Find the string "Malformed" in the data, and copy out each line that has it.

(Source material begins)

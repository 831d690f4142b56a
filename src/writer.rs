//! Output placement and persistence.
//!
//! Output mirrors the template tree under the project's output root, with the
//! template extension swapped for `.html`:
//!
//! ```text
//! projects/todoconta/templates/transactional/welcome.mjml
//!   → dist/todoconta/transactional/welcome.html
//! ```
//!
//! Builds are not incremental: every run rewrites every output file.

use std::fs;
use std::path::{Path, PathBuf};
use thiserror::Error;

/// Extension of compiled output files.
pub const HTML_EXTENSION: &str = "html";

#[derive(Error, Debug)]
pub enum WriteError {
    #[error("Cannot create directory {path}: {source}")]
    CreateDir {
        path: PathBuf,
        source: std::io::Error,
    },
    #[error("Cannot write {path}: {source}")]
    Write {
        path: PathBuf,
        source: std::io::Error,
    },
}

/// Destination of a template: `output_root/relative` with an `.html` extension.
pub fn output_path(output_root: &Path, relative: &Path) -> PathBuf {
    output_root.join(relative).with_extension(HTML_EXTENSION)
}

/// Write compiled HTML for the template at `relative`.
///
/// Creates missing parent directories and overwrites any existing file.
/// Returns the path written.
pub fn write(output_root: &Path, relative: &Path, html: &str) -> Result<PathBuf, WriteError> {
    let path = output_path(output_root, relative);
    if let Some(parent) = path.parent() {
        fs::create_dir_all(parent).map_err(|source| WriteError::CreateDir {
            path: parent.to_path_buf(),
            source,
        })?;
    }
    fs::write(&path, html).map_err(|source| WriteError::Write {
        path: path.clone(),
        source,
    })?;
    Ok(path)
}
#[cfg(test)]
mod tests {
    use super::*;
    use crate::locate::{LocatorError, TemplateFile};
    use crate::pipeline::{ProjectError, ProjectReport};
    use crate::types::ProjectMeta;
    use std::path::PathBuf;

    // =========================================================================
    // Helper tests
    // =========================================================================

    #[test]
    fn format_index_pads() {
        assert_eq!(format_index(1), "001");
        assert_eq!(format_index(42), "042");
        assert_eq!(format_index(1000), "1000");
    }

    #[test]
    fn indent_levels() {
        assert_eq!(indent(0), "");
        assert_eq!(indent(2), "        ");
    }

    #[test]
    fn count_pluralizes() {
        assert_eq!(count(0, "template"), "0 templates");
        assert_eq!(count(1, "template"), "1 template");
        assert_eq!(count(2, "project error"), "2 project errors");
    }

    // =========================================================================
    // Build event tests
    // =========================================================================

    #[test]
    fn build_started_all() {
        let lines = format_build_event(&BuildEvent::BuildStarted {
            target: Target::All,
            project_count: 3,
        });
        assert_eq!(lines, vec!["==> Building all projects (3)"]);
    }

    #[test]
    fn build_started_single() {
        let lines = format_build_event(&BuildEvent::BuildStarted {
            target: Target::Project("todoconta".to_string()),
            project_count: 1,
        });
        assert_eq!(lines, vec!["==> Building project todoconta"]);
    }

    #[test]
    fn project_started_shows_count_and_source() {
        let lines = format_build_event(&BuildEvent::ProjectStarted {
            id: "todoconta".to_string(),
            display_name: "TodoConta".to_string(),
            source_dir: PathBuf::from("projects/todoconta/templates"),
            template_count: 1,
        });
        assert_eq!(
            lines,
            vec!["TodoConta (1 template)", "    Source: projects/todoconta/templates"]
        );
    }

    #[test]
    fn compiled_template_shows_arrow_and_warnings() {
        let lines = format_build_event(&BuildEvent::TemplateCompiled {
            relative_path: PathBuf::from("workshop/reminder.mjml"),
            output_path: PathBuf::from("workshop/reminder.html"),
            warnings: vec!["Line 12 (mj-text) Attribute foo is illegal".to_string()],
        });
        assert_eq!(lines[0], "    workshop/reminder.mjml \u{2192} workshop/reminder.html");
        assert_eq!(
            lines[1],
            "        Warning: Line 12 (mj-text) Attribute foo is illegal"
        );
        assert_eq!(lines.len(), 2);
    }

    #[test]
    fn failed_template_shows_reason() {
        let lines = format_build_event(&BuildEvent::TemplateFailed {
            relative_path: PathBuf::from("broken.mjml"),
            reason: "Malformed MJML\n  at line 3\n".to_string(),
        });
        assert_eq!(
            lines,
            vec![
                "    broken.mjml: failed",
                "        Error: Malformed MJML",
                "              at line 3",
            ]
        );
    }

    #[test]
    fn project_failed_shows_reason() {
        let lines = format_build_event(&BuildEvent::ProjectFailed {
            name: "acme".to_string(),
            reason: "Template directory not found: projects/acme/templates".to_string(),
        });
        assert_eq!(lines[0], "acme: skipped");
        assert_eq!(
            lines[1],
            "    Error: Template directory not found: projects/acme/templates"
        );
    }

    #[test]
    fn project_finished_shows_subtotal() {
        let lines = format_build_event(&BuildEvent::ProjectFinished {
            display_name: "TodoConta".to_string(),
            tally: Tally {
                success: 2,
                errors: 1,
                project_errors: 0,
            },
        });
        assert_eq!(lines, vec!["    2 compiled, 1 failed"]);
    }

    // =========================================================================
    // Summary tests
    // =========================================================================

    fn report(total: Tally) -> BuildReport {
        BuildReport {
            projects: vec![ProjectReport {
                id: "acme".to_string(),
                display_name: "Acme".to_string(),
                output_root: PathBuf::from("dist/acme"),
                tally: total,
                error: None,
            }],
            total,
        }
    }

    #[test]
    fn summary_success() {
        let lines = format_build_summary(&report(Tally {
            success: 4,
            errors: 0,
            project_errors: 0,
        }));
        assert_eq!(lines[1], "==> Build complete: 4 compiled, 0 failed");
    }

    #[test]
    fn summary_failure_includes_project_errors() {
        let lines = format_build_summary(&report(Tally {
            success: 2,
            errors: 1,
            project_errors: 1,
        }));
        assert_eq!(
            lines[1],
            "==> Build failed: 2 compiled, 1 failed, 1 project error"
        );
    }

    #[test]
    fn summary_project_errors_alone_fail() {
        let lines = format_build_summary(&report(Tally {
            success: 0,
            errors: 0,
            project_errors: 2,
        }));
        assert!(lines[1].starts_with("==> Build failed"));
    }

    // =========================================================================
    // Check tests
    // =========================================================================

    fn template(rel: &str) -> TemplateFile {
        TemplateFile {
            path: PathBuf::from("/ws/projects/p/templates").join(rel),
            relative_path: PathBuf::from(rel),
        }
    }

    #[test]
    fn check_output_lists_sorted_templates_and_errors() {
        let inventory = vec![
            ProjectInventory {
                id: "todoconta".to_string(),
                display_name: "TodoConta".to_string(),
                templates: Ok(vec![template("workshop/reminder.mjml"), template("welcome.mjml")]),
            },
            ProjectInventory {
                id: "acme".to_string(),
                display_name: "acme".to_string(),
                templates: Err(ProjectError::Templates(LocatorError::RootNotFound(
                    PathBuf::from("projects/acme/templates"),
                ))),
            },
        ];

        let lines = format_check_output(&inventory);
        assert_eq!(
            lines,
            vec![
                "001 TodoConta (2 templates)",
                "    welcome.mjml",
                "    workshop/reminder.mjml",
                "002 acme",
                "    Error: Template directory not found: projects/acme/templates",
                "",
                "2 templates in 2 projects",
            ]
        );
    }

    #[test]
    fn check_output_empty() {
        let lines = format_check_output(&[]);
        assert_eq!(lines, vec!["", "0 templates in 0 projects"]);
    }

    // =========================================================================
    // Project list tests
    // =========================================================================

    fn project(id: &str, display_name: &str, description: Option<&str>) -> Project {
        Project {
            id: id.to_string(),
            display_name: display_name.to_string(),
            template_root: PathBuf::from("projects").join(id).join("templates"),
            output_root: PathBuf::from("dist").join(id),
            meta: description.map(|d| ProjectMeta {
                description: Some(d.to_string()),
                ..ProjectMeta::default()
            }),
        }
    }

    #[test]
    fn project_list_with_and_without_description() {
        let lines = format_project_list(&[
            project("todoconta", "TodoConta", Some("Accounting workshops")),
            project("acme", "acme", None),
        ]);
        assert_eq!(
            lines,
            vec![
                "001 TodoConta",
                "    Id: todoconta",
                "    Description: Accounting workshops",
                "002 acme",
                "    Id: acme",
            ]
        );
    }

    // =========================================================================
    // SES tests
    // =========================================================================

    #[test]
    fn ses_output_shows_relative_path_and_command() {
        let file = SesTemplateFile {
            path: PathBuf::from("/ws/projects/todoconta/docs/ses-welcome.json"),
            template_name: "todoconta-welcome".to_string(),
            display_name: "TodoConta".to_string(),
        };
        let lines = format_ses_output(&file, Path::new("/ws"));
        assert_eq!(lines[0], "SES template config created");
        assert_eq!(lines[1], "    Project: TodoConta");
        assert_eq!(lines[2], "    Template: todoconta-welcome");
        assert_eq!(lines[3], "    Output: projects/todoconta/docs/ses-welcome.json");
        assert_eq!(
            lines[6],
            "    aws ses create-template --cli-input-json file:///ws/projects/todoconta/docs/ses-welcome.json"
        );
    }
}
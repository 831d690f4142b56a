//! Shared test utilities.
//!
//! [`StudioFixture`] builds a throwaway workspace in a temp directory:
//!
//! ```ignore
//! use crate::test_helpers::*;
//!
//! let fixture = StudioFixture::new()
//!     .template("todoconta", "transactional/welcome.mjml", "<mjml/>")
//!     .metadata("todoconta", r#"{"displayName": "TodoConta"}"#);
//!
//! let report = build(fixture.workspace(), fixture.config(), &Target::All, &mock, None).unwrap();
//! assert_eq!(fixture.read_output("todoconta", "transactional/welcome.html"), "...");
//! ```

use std::fs;
use std::path::{Path, PathBuf};
use tempfile::TempDir;

use crate::config::StudioConfig;
use crate::registry::Workspace;

/// Temp workspace with stock config. Dropped with the temp directory.
pub struct StudioFixture {
    _tmp: TempDir,
    config: StudioConfig,
    workspace: Workspace,
}

impl StudioFixture {
    pub fn new() -> Self {
        Self::with_config(StudioConfig::default())
    }

    pub fn with_config(config: StudioConfig) -> Self {
        let tmp = TempDir::new().unwrap();
        let workspace = Workspace::new(tmp.path(), &config);
        Self {
            _tmp: tmp,
            config,
            workspace,
        }
    }

    /// Write a template at `relative` under the project's template root.
    pub fn template(self, project: &str, relative: &str, content: &str) -> Self {
        let path = self.workspace.template_root(project).join(relative);
        write_file(&path, content.as_bytes());
        self
    }

    /// Write the project's metadata file.
    pub fn metadata(self, project: &str, json: &str) -> Self {
        write_file(&self.workspace.metadata_path(project), json.as_bytes());
        self
    }

    /// Create a project directory with no template root.
    pub fn bare_project(self, project: &str) -> Self {
        fs::create_dir_all(self.workspace.project_dir(project)).unwrap();
        self
    }

    /// Write an arbitrary file relative to the workspace root.
    pub fn file(self, relative: &str, content: &[u8]) -> Self {
        write_file(&self.workspace.root().join(relative), content);
        self
    }

    pub fn config(&self) -> &StudioConfig {
        &self.config
    }

    pub fn workspace(&self) -> &Workspace {
        &self.workspace
    }

    /// Path of an output file: `dist/<project>/<relative>`.
    pub fn output(&self, project: &str, relative: &str) -> PathBuf {
        self.workspace.output_root(project).join(relative)
    }

    /// Read an output file. Panics with the missing path on failure.
    pub fn read_output(&self, project: &str, relative: &str) -> String {
        let path = self.output(project, relative);
        fs::read_to_string(&path)
            .unwrap_or_else(|e| panic!("cannot read output {}: {e}", path.display()))
    }
}

fn write_file(path: &Path, content: &[u8]) {
    fs::create_dir_all(path.parent().unwrap()).unwrap();
    fs::write(path, content).unwrap();
}
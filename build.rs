fn main() {
    // Re-run if git HEAD changes (new commits, checkouts, etc.)
    println!("cargo:rerun-if-changed=.git/HEAD");
    println!("cargo:rerun-if-changed=.git/refs/");

    let hash = std::process::Command::new("git")
        .args(["rev-parse", "--short", "HEAD"])
        .output()
        .ok()
        .filter(|o| o.status.success())
        .map(|o| String::from_utf8_lossy(&o.stdout).trim().to_string())
        .unwrap_or_default();

    let on_tag = std::process::Command::new("git")
        .args(["describe", "--exact-match", "--tags", "HEAD"])
        .output()
        .ok()
        .is_some_and(|o| o.status.success());

    println!("cargo:rustc-env=GIT_HASH={hash}");
    println!("cargo:rustc-env=ON_RELEASE_TAG={on_tag}");
}
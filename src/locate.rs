//! Template discovery.
//!
//! Walks a project's template root and yields every file carrying the
//! template extension, however deeply nested. Directories are always
//! descended into; nothing is filtered by name, so a template in
//! `templates/newsletter/2024/march.mjml` is found just like
//! `templates/welcome.mjml`.
//!
//! Order is depth-first with directory entries in filesystem order. Callers
//! that need a stable order must sort the result themselves.

use std::ffi::OsStr;
use std::path::{Path, PathBuf};
use thiserror::Error;
use walkdir::WalkDir;

#[derive(Error, Debug)]
pub enum LocatorError {
    #[error("Template directory not found: {0}")]
    RootNotFound(PathBuf),
    #[error("Template path is not a directory: {0}")]
    NotADirectory(PathBuf),
    #[error("Cannot walk template directory: {0}")]
    Walk(#[from] walkdir::Error),
}

/// One template source discovered under a template root.
#[derive(Debug, Clone, PartialEq, Eq)]
pub struct TemplateFile {
    /// Full path to the source file.
    pub path: PathBuf,
    /// Path relative to the template root, e.g. `transactional/welcome.mjml`.
    pub relative_path: PathBuf,
}

/// Lazy template enumeration over one template root.
///
/// Finite and single-use: iterating again requires a fresh call to
/// [`templates`], which re-reads the filesystem.
pub struct Templates {
    root: PathBuf,
    extension: String,
    inner: walkdir::IntoIter,
}

impl Iterator for Templates {
    type Item = Result<TemplateFile, LocatorError>;

    fn next(&mut self) -> Option<Self::Item> {
        loop {
            let entry = match self.inner.next()? {
                Ok(entry) => entry,
                Err(e) => return Some(Err(LocatorError::Walk(e))),
            };

            if entry.file_type().is_dir() || !entry.path().is_file() {
                continue;
            }
            if !has_extension(entry.path(), &self.extension) {
                continue;
            }

            let path = entry.into_path();
            let relative_path = match path.strip_prefix(&self.root) {
                Ok(rel) => rel.to_path_buf(),
                Err(_) => continue,
            };
            return Some(Ok(TemplateFile {
                path,
                relative_path,
            }));
        }
    }
}

/// Start a lazy walk of `root` for files with `extension` (no leading dot).
pub fn templates(root: &Path, extension: &str) -> Result<Templates, LocatorError> {
    if !root.exists() {
        return Err(LocatorError::RootNotFound(root.to_path_buf()));
    }
    if !root.is_dir() {
        return Err(LocatorError::NotADirectory(root.to_path_buf()));
    }

    Ok(Templates {
        root: root.to_path_buf(),
        extension: extension.to_string(),
        inner: WalkDir::new(root).follow_links(false).into_iter(),
    })
}

/// Collect every template under `root`.
///
/// The first error met while walking aborts the enumeration.
pub fn find_templates(root: &Path, extension: &str) -> Result<Vec<TemplateFile>, LocatorError> {
    templates(root, extension)?.collect()
}

fn has_extension(path: &Path, extension: &str) -> bool {
    path.extension()
        .and_then(OsStr::to_str)
        .is_some_and(|e| e == extension)
}

#[cfg(test)]
mod tests {
    use super::*;
    use std::collections::BTreeSet;
    use std::fs;
    use tempfile::TempDir;

    fn touch(root: &Path, rel: &str) {
        let path = root.join(rel);
        fs::create_dir_all(path.parent().unwrap()).unwrap();
        fs::write(path, "<mjml></mjml>").unwrap();
    }

    fn relative_set(files: &[TemplateFile]) -> BTreeSet<PathBuf> {
        files.iter().map(|f| f.relative_path.clone()).collect()
    }

    #[test]
    fn finds_flat_templates() {
        let tmp = TempDir::new().unwrap();
        touch(tmp.path(), "welcome.mjml");
        touch(tmp.path(), "goodbye.mjml");

        let files = find_templates(tmp.path(), "mjml").unwrap();
        assert_eq!(
            relative_set(&files),
            BTreeSet::from([PathBuf::from("goodbye.mjml"), PathBuf::from("welcome.mjml")])
        );
    }

    #[test]
    fn finds_deeply_nested_templates() {
        let tmp = TempDir::new().unwrap();
        touch(tmp.path(), "transactional/welcome.mjml");
        touch(tmp.path(), "newsletter/2024/03/march.mjml");
        touch(tmp.path(), "a/b/c/d/e/f/deep.mjml");

        let files = find_templates(tmp.path(), "mjml").unwrap();
        assert_eq!(
            relative_set(&files),
            BTreeSet::from([
                PathBuf::from("a/b/c/d/e/f/deep.mjml"),
                PathBuf::from("newsletter/2024/03/march.mjml"),
                PathBuf::from("transactional/welcome.mjml"),
            ])
        );
    }

    #[test]
    fn excludes_other_extensions() {
        let tmp = TempDir::new().unwrap();
        touch(tmp.path(), "welcome.mjml");
        touch(tmp.path(), "notes.md");
        touch(tmp.path(), "old/welcome.html");
        touch(tmp.path(), "welcome.mjml.bak");
        touch(tmp.path(), "mjml");

        let files = find_templates(tmp.path(), "mjml").unwrap();
        assert_eq!(files.len(), 1);
        assert_eq!(files[0].relative_path, PathBuf::from("welcome.mjml"));
    }

    #[test]
    fn excludes_directories_with_template_extension() {
        let tmp = TempDir::new().unwrap();
        fs::create_dir_all(tmp.path().join("archive.mjml")).unwrap();
        touch(tmp.path(), "archive.mjml/inner.mjml");

        let files = find_templates(tmp.path(), "mjml").unwrap();
        assert_eq!(files.len(), 1);
        assert_eq!(
            files[0].relative_path,
            PathBuf::from("archive.mjml/inner.mjml")
        );
    }

    #[test]
    fn extension_match_is_case_sensitive() {
        let tmp = TempDir::new().unwrap();
        touch(tmp.path(), "welcome.mjml");
        touch(tmp.path(), "LOUD.MJML");
        touch(tmp.path(), "Backup.Mjml");

        let files = find_templates(tmp.path(), "mjml").unwrap();
        assert_eq!(files.len(), 1);
        assert_eq!(files[0].relative_path, PathBuf::from("welcome.mjml"));
    }

    #[test]
    fn source_path_is_under_root() {
        let tmp = TempDir::new().unwrap();
        touch(tmp.path(), "promo/sale.mjml");

        let files = find_templates(tmp.path(), "mjml").unwrap();
        assert_eq!(files[0].path, tmp.path().join("promo/sale.mjml"));
    }

    #[test]
    fn empty_root_yields_nothing() {
        let tmp = TempDir::new().unwrap();
        assert!(find_templates(tmp.path(), "mjml").unwrap().is_empty());
    }

    #[test]
    fn missing_root_is_error() {
        let tmp = TempDir::new().unwrap();
        let result = find_templates(&tmp.path().join("templates"), "mjml");
        assert!(matches!(result, Err(LocatorError::RootNotFound(_))));
    }

    #[test]
    fn root_is_file_is_error() {
        let tmp = TempDir::new().unwrap();
        touch(tmp.path(), "templates");
        let result = find_templates(&tmp.path().join("templates"), "mjml");
        assert!(matches!(result, Err(LocatorError::NotADirectory(_))));
    }

    #[test]
    fn fresh_walk_sees_new_files() {
        let tmp = TempDir::new().unwrap();
        touch(tmp.path(), "one.mjml");
        let first: Vec<_> = templates(tmp.path(), "mjml").unwrap().collect();
        assert_eq!(first.len(), 1);

        touch(tmp.path(), "two.mjml");
        let second: Vec<_> = templates(tmp.path(), "mjml").unwrap().collect();
        assert_eq!(second.len(), 2);
    }

    #[test]
    fn depth_first_keeps_subtrees_together() {
        let tmp = TempDir::new().unwrap();
        touch(tmp.path(), "a/one.mjml");
        touch(tmp.path(), "a/two.mjml");
        touch(tmp.path(), "b/three.mjml");
        touch(tmp.path(), "b/four.mjml");

        let files = find_templates(tmp.path(), "mjml").unwrap();
        let parents: Vec<PathBuf> = files
            .iter()
            .map(|f| f.relative_path.parent().unwrap().to_path_buf())
            .collect();
        // Whatever the order, each directory's files are contiguous.
        let mut seen = Vec::new();
        for p in parents {
            if seen.last() != Some(&p) {
                assert!(!seen.contains(&p), "subtree {p:?} visited twice");
                seen.push(p);
            }
        }
        assert_eq!(seen.len(), 2);
    }
}
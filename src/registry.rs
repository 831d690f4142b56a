//! Project discovery and metadata loading.
//!
//! A workspace holds any number of independent projects, one directory each:
//!
//! ```text
//! projects/
//! ├── todoconta/
//! │   ├── config/project.json      # Metadata (optional)
//! │   ├── components/              # Include targets, never compiled
//! │   └── templates/               # Template root
//! │       ├── transactional/
//! │       │   └── welcome.mjml
//! │       └── newsletter/
//! │           └── march.mjml
//! └── despacho-contable/
//!     └── templates/
//!         └── invoice.mjml
//! ```
//!
//! The project identifier is the directory name. Projects are discovered at
//! the start of every run and never cached between runs.

use crate::config::{LayoutConfig, StudioConfig};
use crate::types::ProjectMeta;
use std::fs;
use std::path::{Path, PathBuf};
use thiserror::Error;
use tracing::{debug, warn};

#[derive(Error, Debug)]
pub enum RegistryError {
    #[error("Projects directory not found: {0}")]
    RootNotFound(PathBuf),
    #[error("Projects path is not a directory: {0}")]
    NotADirectory(PathBuf),
    #[error("IO error: {0}")]
    Io(#[from] std::io::Error),
    #[error("Cannot read metadata {path}: {source}")]
    MetadataIo {
        path: PathBuf,
        source: std::io::Error,
    },
    #[error("Invalid metadata {path}: {source}")]
    Metadata {
        path: PathBuf,
        source: serde_json::Error,
    },
}

/// Resolved directory layout of one workspace.
///
/// Built once from the root directory and the [`StudioConfig`]; every path the
/// pipeline touches is derived from here so no code joins path strings by hand.
#[derive(Debug, Clone)]
pub struct Workspace {
    root: PathBuf,
    projects_dir: PathBuf,
    output_dir: PathBuf,
    layout: LayoutConfig,
}

impl Workspace {
    pub fn new(root: &Path, config: &StudioConfig) -> Self {
        Self {
            root: root.to_path_buf(),
            projects_dir: root.join(&config.projects_dir),
            output_dir: root.join(&config.output_dir),
            layout: config.layout.clone(),
        }
    }

    pub fn root(&self) -> &Path {
        &self.root
    }

    pub fn projects_dir(&self) -> &Path {
        &self.projects_dir
    }

    pub fn output_dir(&self) -> &Path {
        &self.output_dir
    }

    pub fn template_extension(&self) -> &str {
        &self.layout.template_extension
    }

    pub fn project_dir(&self, id: &str) -> PathBuf {
        self.projects_dir.join(id)
    }

    pub fn template_root(&self, id: &str) -> PathBuf {
        self.project_dir(id).join(&self.layout.templates_dir)
    }

    /// Output root of a project: `<output_dir>/<id>`.
    pub fn output_root(&self, id: &str) -> PathBuf {
        self.output_dir.join(id)
    }

    pub fn metadata_path(&self, id: &str) -> PathBuf {
        self.project_dir(id).join(&self.layout.metadata_file)
    }

    pub fn docs_dir(&self, id: &str) -> PathBuf {
        self.project_dir(id).join(&self.layout.docs_dir)
    }
}

/// A project resolved for one run. Immutable once loaded.
#[derive(Debug, Clone, PartialEq)]
pub struct Project {
    pub id: String,
    pub display_name: String,
    pub template_root: PathBuf,
    pub output_root: PathBuf,
    /// Parsed metadata; `None` when the project has no metadata file.
    pub meta: Option<ProjectMeta>,
}

/// List project identifiers: every non-hidden subdirectory of `projects_dir`.
///
/// Sorted by name so repeated runs report projects in the same order.
pub fn list_projects(projects_dir: &Path) -> Result<Vec<String>, RegistryError> {
    if !projects_dir.exists() {
        return Err(RegistryError::RootNotFound(projects_dir.to_path_buf()));
    }
    if !projects_dir.is_dir() {
        return Err(RegistryError::NotADirectory(projects_dir.to_path_buf()));
    }

    let mut ids = Vec::new();
    for entry in fs::read_dir(projects_dir)? {
        let entry = entry?;
        if !entry.path().is_dir() {
            continue;
        }
        let name = entry.file_name().to_string_lossy().into_owned();
        if !name.starts_with('.') {
            ids.push(name);
        }
    }

    ids.sort();
    debug!(count = ids.len(), dir = %projects_dir.display(), "listed projects");
    Ok(ids)
}

/// Load a project's metadata and resolve its paths.
///
/// A missing metadata file is not an error: the project is returned with its
/// identifier as display name and a warning is logged. A metadata file that
/// exists but does not parse is [`RegistryError::Metadata`].
pub fn load_project_meta(workspace: &Workspace, id: &str) -> Result<Project, RegistryError> {
    let meta_path = workspace.metadata_path(id);

    let meta = if meta_path.is_file() {
        let content = fs::read_to_string(&meta_path).map_err(|source| RegistryError::MetadataIo {
            path: meta_path.clone(),
            source,
        })?;
        let meta: ProjectMeta =
            serde_json::from_str(&content).map_err(|source| RegistryError::Metadata {
                path: meta_path.clone(),
                source,
            })?;
        Some(meta)
    } else {
        warn!(project = id, "no metadata file found, using the project id as display name");
        None
    };

    let display_name = meta
        .as_ref()
        .and_then(|m| m.display_name.as_deref())
        .filter(|name| !name.trim().is_empty())
        .unwrap_or(id)
        .to_string();

    Ok(Project {
        id: id.to_string(),
        display_name,
        template_root: workspace.template_root(id),
        output_root: workspace.output_root(id),
        meta,
    })
}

(Source material ends)

Problem solution
            reason: "Malformed MJML\n  at line 3\n".to_string(),
                "        Error: Malformed MJML",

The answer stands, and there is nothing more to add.